▶ Activity:
Write out each line of the material below once more, exactly as it appears.

▶ Information shown:
####
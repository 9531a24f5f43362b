//! Configuration module for environment variable parsing.
//!
//! Configuration is read once at startup and shared read-only with every handler.

use std::env;
use tracing::warn;

/// Port used when `PORT` is unset or unparsable.
pub const DEFAULT_PORT: u16 = 3000;

/// Placeholder verify token used when `VERIFY_TOKEN` is unset.
pub const DEFAULT_VERIFY_TOKEN: &str = "vibecode";

/// Application configuration loaded from environment variables.
#[derive(Debug, Clone, PartialEq, Eq)]
pub struct Config {
    /// Port for the web server to listen on
    pub port: u16,

    /// Shared secret expected in `hub.verify_token` during the handshake
    pub verify_token: String,
}

impl Default for Config {
    fn default() -> Self {
        Config {
            port: DEFAULT_PORT,
            verify_token: DEFAULT_VERIFY_TOKEN.to_string(),
        }
    }
}

impl Config {
    /// Load configuration from environment variables.
    pub fn from_env() -> Self {
        Self::from_lookup(|name| env::var(name).ok())
    }

    /// Build configuration from an arbitrary variable lookup.
    pub fn from_lookup<F>(lookup: F) -> Self
    where
        F: Fn(&str) -> Option<String>,
    {
        let port = match lookup("PORT") {
            Some(raw) => raw.trim().parse().unwrap_or_else(|_| {
                warn!(env_var = "PORT", value = %raw, "Invalid port, using default");
                DEFAULT_PORT
            }),
            None => DEFAULT_PORT,
        };

        let verify_token = lookup("VERIFY_TOKEN")
            .filter(|v| !v.is_empty())
            .unwrap_or_else(|| DEFAULT_VERIFY_TOKEN.to_string());

        Config { port, verify_token }
    }

    /// Whether a verify token other than the placeholder is configured.
    pub fn verify_token_set(&self) -> bool {
        self.verify_token != DEFAULT_VERIFY_TOKEN
    }
}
####
▶ The completed task:
repository 9531a24f5f43362b
//! Configuration module for environment variable parsing.
//!
//! Configuration is read once at startup and shared read-only with every handler.

use std::env;
use tracing::warn;

/// Port used when `PORT` is unset or unparsable.
pub const DEFAULT_PORT: u16 = 3000;

/// Placeholder verify token used when `VERIFY_TOKEN` is unset.
pub const DEFAULT_VERIFY_TOKEN: &str = "vibecode";

/// Application configuration loaded from environment variables.
#[derive(Debug, Clone, PartialEq, Eq)]
pub struct Config {
    /// Port for the web server to listen on
    pub port: u16,

    /// Shared secret expected in `hub.verify_token` during the handshake
    pub verify_token: String,
}

impl Default for Config {
    fn default() -> Self {
        Config {
            port: DEFAULT_PORT,
            verify_token: DEFAULT_VERIFY_TOKEN.to_string(),
        }
    }
}

impl Config {
    /// Load configuration from environment variables.
    pub fn from_env() -> Self {
        Self::from_lookup(|name| env::var(name).ok())
    }

    /// Build configuration from an arbitrary variable lookup.
    pub fn from_lookup<F>(lookup: F) -> Self
    where
        F: Fn(&str) -> Option<String>,
    {
        let port = match lookup("PORT") {
            Some(raw) => raw.trim().parse().unwrap_or_else(|_| {
                warn!(env_var = "PORT", value = %raw, "Invalid port, using default");
                DEFAULT_PORT
            }),
            None => DEFAULT_PORT,
        };

        let verify_token = lookup("VERIFY_TOKEN")
            .filter(|v| !v.is_empty())
            .unwrap_or_else(|| DEFAULT_VERIFY_TOKEN.to_string());

        Config { port, verify_token }
    }

    /// Whether a verify token other than the placeholder is configured.
    pub fn verify_token_set(&self) -> bool {
        self.verify_token != DEFAULT_VERIFY_TOKEN
    }
}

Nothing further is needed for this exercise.